Written for Haywire Magazine.
In terms of actual play, games are about mechanics. Their structures, their narratives, their graphics, and their interfaces exist in service of the mechanics: finding ways to make playing the game more engaging, the actual activity of interaction more indulgent, addictive, or interesting. Games are about finding ways to encourage players to explore and spend time with the mechanics. This doesn’t devalue the hard work that goes into designing a functional aesthetic, but the very act of play requires a game to have rules, systems, and structures.
After all, the very act of how a player interacts with a game has long been described as gameplay.
A game’s quality is arguably made or broken by how well the mechanics gel with players. Likewise, the quality of the player is often argued to be a function of how well they gel with the game’s systems. In competitive games especially, players are expected to have a solid grasp of the mechanics on an intuitive level, as well as the ability to apply the most effective or convenient techniques. Even outside of competitive play, a player will inevitably internalize a deep grasp of the familiar mechanics in games. Whether that means intuitively using and understanding a control scheme or knowing how to navigate the majority of menus shared across genres, players will slowly accelerate their pace through every aspect of a game the more familiar they become with the game’s mechanisms.
Which is a natural part of human intuitivity. Humans learn their processes, find ways to improve the efficiencies in their systems, and steadily become faster, better, and more capable in operating these systems. This is true in all things, not just with games.

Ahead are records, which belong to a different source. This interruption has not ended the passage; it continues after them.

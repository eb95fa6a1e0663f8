//! CLI error types with miette diagnostics.
//!
//! Maps core, config, and API errors into user-facing errors with
//! actionable help text and stable exit codes.

use miette::Diagnostic;
use thiserror::Error;

use perenio_config::ConfigError;
use perenio_core::{CoreError, FlowError};

pub mod exit_code {
    pub const GENERAL: i32 = 1;
    pub const USAGE: i32 = 2;
    pub const AUTH: i32 = 3;
    pub const NOT_FOUND: i32 = 4;
    pub const CONNECTION: i32 = 7;
}

#[derive(Debug, Error, Diagnostic)]
pub enum CliError {
    // ── Connection ───────────────────────────────────────────────────
    #[error("Could not reach Perenio")]
    #[diagnostic(
        code(perenio::connection_failed),
        help("Check your network connection and try again with -vv for request logs.")
    )]
    ConnectionFailed {
        #[source]
        source: perenio_api::Error,
    },

    // ── Authentication ───────────────────────────────────────────────
    #[error("Authentication failed")]
    #[diagnostic(
        code(perenio::auth_failed),
        help(
            "Verify the email and password for profile '{profile}'.\n\
             Run: perenio --profile {profile} config set-password"
        )
    )]
    AuthFailed { profile: String },

    #[error("No credentials configured for profile '{profile}'")]
    #[diagnostic(
        code(perenio::no_credentials),
        help(
            "Add the profile to {path}, or pass --email and --password\n\
             (PERENIO_EMAIL / PERENIO_PASSWORD)."
        )
    )]
    NoCredentials { profile: String, path: String },

    // ── Resources ────────────────────────────────────────────────────
    #[error("{resource} for camera '{camera_id}' is unavailable")]
    #[diagnostic(
        code(perenio::unavailable),
        help("Run: perenio cameras to see available cameras")
    )]
    Unavailable {
        resource: &'static str,
        camera_id: String,
        #[source]
        source: Option<perenio_api::Error>,
    },

    // ── API ──────────────────────────────────────────────────────────
    #[error("API error: {0}")]
    #[diagnostic(code(perenio::api_error))]
    Api(#[source] perenio_api::Error),

    // ── Validation ───────────────────────────────────────────────────
    #[error("Invalid value for {field}: {reason}")]
    #[diagnostic(code(perenio::validation))]
    Validation { field: String, reason: String },

    // ── Configuration ────────────────────────────────────────────────
    #[error(transparent)]
    #[diagnostic(code(perenio::config))]
    Config(ConfigError),

    // ── IO / Serialization ───────────────────────────────────────────
    #[error(transparent)]
    Io(#[from] std::io::Error),

    #[error("Failed to render JSON: {0}")]
    #[diagnostic(code(perenio::json))]
    Json(#[from] serde_json::Error),
}

impl CliError {
    /// Map this error to an exit code for process termination.
    pub fn exit_code(&self) -> i32 {
        match self {
            Self::ConnectionFailed { .. } => exit_code::CONNECTION,
            Self::AuthFailed { .. } | Self::NoCredentials { .. } => exit_code::AUTH,
            Self::Unavailable { .. } => exit_code::NOT_FOUND,
            Self::Validation { .. } => exit_code::USAGE,
            Self::Api(e) if e.is_auth_expired() => exit_code::AUTH,
            Self::Api(e) if e.is_transient() => exit_code::CONNECTION,
            _ => exit_code::GENERAL,
        }
    }
}

// ── Conversions ──────────────────────────────────────────────────────

impl From<perenio_api::Error> for CliError {
    fn from(err: perenio_api::Error) -> Self {
        match err {
            perenio_api::Error::Transport(_) | perenio_api::Error::NotConnected => {
                Self::ConnectionFailed { source: err }
            }
            perenio_api::Error::SnapshotUnavailable { ref camera_id } => Self::Unavailable {
                resource: "snapshot",
                camera_id: camera_id.clone(),
                source: Some(err),
            },
            other => Self::Api(other),
        }
    }
}

impl From<CoreError> for CliError {
    fn from(err: CoreError) -> Self {
        match err {
            CoreError::NotReady { source, .. } => match source {
                Some(e) if !e.is_auth_expired() => e.into(),
                _ => Self::AuthFailed {
                    profile: "current".into(),
                },
            },
            CoreError::Api(e) => e.into(),
            CoreError::CameraNotFound { camera_id } => Self::Unavailable {
                resource: "camera",
                camera_id,
                source: None,
            },
        }
    }
}

impl From<FlowError> for CliError {
    fn from(err: FlowError) -> Self {
        match err {
            FlowError::InvalidAuth => Self::AuthFailed {
                profile: "current".into(),
            },
            FlowError::CannotConnect(source) => Self::ConnectionFailed { source },
        }
    }
}

impl From<ConfigError> for CliError {
    fn from(err: ConfigError) -> Self {
        match err {
            ConfigError::NoCredentials { profile } => Self::NoCredentials {
                profile,
                path: perenio_config::config_path().display().to_string(),
            },
            ConfigError::Validation { field, reason } => Self::Validation { field, reason },
            ConfigError::Io(e) => Self::Io(e),
            other => Self::Config(other),
        }
    }
}
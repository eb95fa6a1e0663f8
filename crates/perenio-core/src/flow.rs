// ── Credential validation ──
//
// Probe-then-discard check used before an entry is created: open a
// throwaway client, try to log in, and always close it again.

use tracing::{error, info};

use crate::config::IntegrationConfig;
use crate::error::FlowError;

/// Check that the configured account can log in.
///
/// Returns the entry title on success. The probe client is closed on
/// every path.
pub async fn validate_credentials(config: &IntegrationConfig) -> Result<String, FlowError> {
    let client = config.build_client();

    let outcome = match client.setup().await {
        Ok(()) => {
            if client.has_access_token().await {
                info!(email = %config.email, "credentials accepted");
                Ok(config.entry_title())
            } else {
                Err(FlowError::InvalidAuth)
            }
        }
        Err(e) => {
            error!(error = %e, "could not reach Perenio");
            Err(FlowError::CannotConnect(e))
        }
    };

    client.close();
    outcome
}
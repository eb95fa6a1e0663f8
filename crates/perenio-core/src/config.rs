// ── Integration entry configuration ──
//
// What a configured Perenio entry needs to run: the account, where the
// vendor endpoints live, and timing. Built by the CLI (or any other host)
// from its own config sources; this crate never reads files itself.

use std::time::Duration;

use perenio_api::{Credentials, Endpoints, OAuthSettings, PerenioClient, TransportConfig};
use secrecy::SecretString;

/// How often camera entities are polled when nothing else is configured.
pub const DEFAULT_SCAN_INTERVAL: Duration = Duration::from_secs(30);

/// Configuration for a single Perenio account entry.
#[derive(Debug, Clone)]
pub struct IntegrationConfig {
    /// Account email, also used as the OAuth username.
    pub email: String,
    pub password: SecretString,
    /// OAuth and API base URLs.
    pub endpoints: Endpoints,
    /// OAuth client identity sent with every grant.
    pub oauth: OAuthSettings,
    /// Per-request timeout.
    pub timeout: Duration,
    /// Camera polling period. Zero disables polling.
    pub scan_interval: Duration,
}

impl IntegrationConfig {
    /// Entry for the given account against the production endpoints.
    pub fn new(email: impl Into<String>, password: impl Into<SecretString>) -> Self {
        Self {
            email: email.into(),
            password: password.into(),
            endpoints: Endpoints::default(),
            oauth: OAuthSettings::default(),
            timeout: TransportConfig::default().timeout,
            scan_interval: DEFAULT_SCAN_INTERVAL,
        }
    }

    /// Build an unopened API client for this entry.
    pub fn build_client(&self) -> PerenioClient {
        PerenioClient::with_config(
            Credentials::new(self.email.clone(), self.password.clone()),
            self.endpoints.clone(),
            self.oauth.clone(),
            TransportConfig::default().with_timeout(self.timeout),
        )
    }

    /// Title shown for a configured entry.
    pub fn entry_title(&self) -> String {
        format!("Perenio ({})", self.email)
    }
}
// ── Camera entity ──
//
// One discovered camera as a host sees it: stable identity, device
// registry info, state attributes, and the media calls the host makes.
// Device data is captured at discovery; polling only keeps the token fresh.

use std::sync::Arc;

use bytes::Bytes;
use perenio_api::{Device, PerenioClient};
use serde::Serialize;
use serde_json::{Map, Value};
use tracing::{debug, warn};

/// Integration domain, used as the identifier namespace.
pub const DOMAIN: &str = "perenio";
pub const MANUFACTURER: &str = "Perenio";
/// Model reported when the device object carries none.
pub const DEFAULT_MODEL: &str = "PEIFC01";

/// Device registry entry for a camera.
#[derive(Debug, Clone, PartialEq, Eq, Serialize)]
pub struct DeviceInfo {
    /// `(domain, camera id)` pairs.
    pub identifiers: Vec<(String, String)>,
    pub name: String,
    pub manufacturer: String,
    pub model: String,
    pub sw_version: Option<String>,
}

/// A camera discovered on the account.
pub struct CameraEntity {
    client: Arc<PerenioClient>,
    device: Device,
    camera_id: String,
    name: String,
}

impl CameraEntity {
    /// Wrap a discovered device. Returns `None` when the device has no
    /// identifier, since nothing else can be addressed without one.
    pub fn from_device(client: Arc<PerenioClient>, device: Device) -> Option<Self> {
        let camera_id = device.id()?;
        let name = device
            .name()
            .map_or_else(|| format!("Camera {camera_id}"), str::to_owned);
        Some(Self {
            client,
            device,
            camera_id,
            name,
        })
    }

    pub fn camera_id(&self) -> &str {
        &self.camera_id
    }

    pub fn name(&self) -> &str {
        &self.name
    }

    /// Device object as returned by discovery.
    pub fn device(&self) -> &Device {
        &self.device
    }

    pub fn unique_id(&self) -> String {
        format!("{DOMAIN}_{}", self.camera_id)
    }

    pub fn device_info(&self) -> DeviceInfo {
        DeviceInfo {
            identifiers: vec![(DOMAIN.to_owned(), self.camera_id.clone())],
            name: self.name.clone(),
            manufacturer: MANUFACTURER.to_owned(),
            model: self.device.model().unwrap_or(DEFAULT_MODEL).to_owned(),
            sw_version: self.device.firmware_version().map(str::to_owned),
        }
    }

    /// `camera_id` always; `status` and `online` when the device reports them.
    pub fn extra_state_attributes(&self) -> Map<String, Value> {
        let mut attrs = Map::new();
        attrs.insert("camera_id".into(), Value::String(self.camera_id.clone()));
        if let Some(status) = self.device.status() {
            attrs.insert("status".into(), status.clone());
        }
        if let Some(online) = self.device.online() {
            attrs.insert("online".into(), online.clone());
        }
        attrs
    }

    /// Available while the shared client holds an access token.
    pub async fn available(&self) -> bool {
        self.client.has_access_token().await
    }

    /// Current still image, if any source produced one.
    pub async fn camera_image(&self) -> Option<Bytes> {
        let image = self.client.get_camera_snapshot(&self.camera_id).await;
        match &image {
            Some(bytes) => debug!(camera = %self.name, bytes = bytes.len(), "got camera image"),
            None => warn!(camera = %self.name, "no snapshot available"),
        }
        image
    }

    /// Playable stream URL. The vendor only offers WebRTC negotiation,
    /// which is not implemented, so this never yields a URL. The offer is
    /// still requested and logged.
    pub async fn stream_source(&self) -> Option<String> {
        match self.client.get_camera_stream_url(&self.camera_id).await {
            Some(offer) => debug!(
                camera_id = %self.camera_id,
                offer = %offer.raw(),
                "stream offer received, WebRTC playback is not supported"
            ),
            None => warn!(camera = %self.name, "no stream available"),
        }
        None
    }

    /// Periodic update: keep the shared token fresh.
    pub async fn update(&self) {
        if let Err(e) = self.client.refresh_token_if_needed().await {
            warn!(camera_id = %self.camera_id, error = %e, "token refresh during update failed");
        }
    }
}

impl std::fmt::Debug for CameraEntity {
    fn fmt(&self, f: &mut std::fmt::Formatter<'_>) -> std::fmt::Result {
        f.debug_struct("CameraEntity")
            .field("camera_id", &self.camera_id)
            .field("name", &self.name)
            .finish_non_exhaustive()
    }
}

#[cfg(test)]
mod tests {
    use pretty_assertions::assert_eq;
    use serde_json::json;

    use super::*;
    use perenio_api::Credentials;

    fn entity(raw: Value) -> Option<CameraEntity> {
        let client = Arc::new(PerenioClient::new(Credentials::new("a@b.com", "x")));
        CameraEntity::from_device(client, Device::new(raw))
    }

    #[test]
    fn identity_from_full_device() {
        let cam = entity(json!({
            "id": "cam1",
            "name": "Porch",
            "model": "PEIFC02",
            "firmwareVersion": "2.1.0",
            "status": "ACTIVE",
            "online": true
        }))
        .expect("has id");

        assert_eq!(cam.camera_id(), "cam1");
        assert_eq!(cam.name(), "Porch");
        assert_eq!(cam.unique_id(), "perenio_cam1");
        assert_eq!(
            cam.device_info(),
            DeviceInfo {
                identifiers: vec![("perenio".into(), "cam1".into())],
                name: "Porch".into(),
                manufacturer: "Perenio".into(),
                model: "PEIFC02".into(),
                sw_version: Some("2.1.0".into()),
            }
        );
        assert_eq!(
            Value::Object(cam.extra_state_attributes()),
            json!({"camera_id": "cam1", "status": "ACTIVE", "online": true})
        );
    }

    #[test]
    fn fallbacks_for_sparse_device() {
        let cam = entity(json!({"endpointId": 42})).expect("endpointId counts");

        assert_eq!(cam.camera_id(), "42");
        assert_eq!(cam.name(), "Camera 42");
        let info = cam.device_info();
        assert_eq!(info.model, DEFAULT_MODEL);
        assert_eq!(info.sw_version, None);
        assert_eq!(
            Value::Object(cam.extra_state_attributes()),
            json!({"camera_id": "42"})
        );
    }

    #[test]
    fn device_name_field_is_used() {
        let cam = entity(json!({"id": "c", "deviceName": "Garage"})).expect("has id");
        assert_eq!(cam.name(), "Garage");
    }

    #[test]
    fn device_without_id_is_skipped() {
        assert!(entity(json!({"name": "Nameless"})).is_none());
    }

    #[tokio::test]
    async fn unauthenticated_client_is_unavailable() {
        let cam = entity(json!({"id": "c"})).expect("has id");
        assert!(!cam.available().await);
    }
}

However, unlike in most other repeatable processes, games are inherently designed to be fun. Their central mechanics exist to encourage the players to play. However, for players who have been interacting with various iterations of the same concept for years and inevitably finding countless shorthand methods and shortcuts in games and systems, there exists a need for progressively more and more challenging systems that offset the copious benefits the player has come reflexively to work with.
In Payday 2, this is illustrated by the types of difficulty for the missions. As the players choose progressively harder missions, the guards become more plentiful, and the police get progressively more armored, carry heavier weapons, and bring more and more violent tools.
Building challenge, then, becomes a function of making systems aggressively unintuitive. Every risk has to become a great risk, every enemy becomes more powerful, thinks faster, and inhumanly capable. Whatever “fairness” a game is originally balanced for loses something when stacking the systems against a player. In order to overcome a player’s instincts for controlling the system, the systems have to become decidedly sadistic toward the player.
For some players, this is a natural part of a game’s progression. Enemies get harder because the players play better. Techniques that worked previously, like shooting cameras, stop working. More guards in circulation makes it harder to kill or neutralize the guards safely. But, players have better weapons, more tools for stealth, and more abilities to brute force missions. The systems become more obtuse because simple systems became exploitable. Challenges multiply because single obstacles are made irrelevant. For other players, this can become a mounting series of hurdles, putting difficult tasks in front of a player who is already struggling to stay afloat. The ideal mixture of challenge to player ability is a nebulous line, blurred by all manner of variables, depending on player strengths, weaknesses, and familiarities. Some games ease this for players by introducing systems that bolster the experience for the less familiar, but the more depth a game can have, the larger the player skill gap will inevitably become . For the advanced players, a game almost couldn’t be any other way; for the simpler players, the game should try to be anything but.
Games, however, do a very bad job of bridging the gap between the two types of players. Players proficient with the systems are used to a certain pace, one that depends on a player’s ability to operate highly efficiently within the system, and players outside will rarely get the practice and experience needed to work the systems well if they become locked out of the game due to the systems being too unforgiving. Players familiar with the systems, likewise, have difficulty shifting the scale of their play to suit the other players. Further, the more a game imposes a particular type of play, the less a player “plays” the game and the more they must work to effectively resolve the conflicts. Players play less as they become better at a game; instead, they work the systems.
In that constant escalation of systems and challenge, long-term gaming can turn games from something playful, fun, and exciting into something rote, familiar, and systematic. A player who spends extended periods mastering these systems can inadvertently make games less fun, and instead more systemic. Both for themselves, and for others.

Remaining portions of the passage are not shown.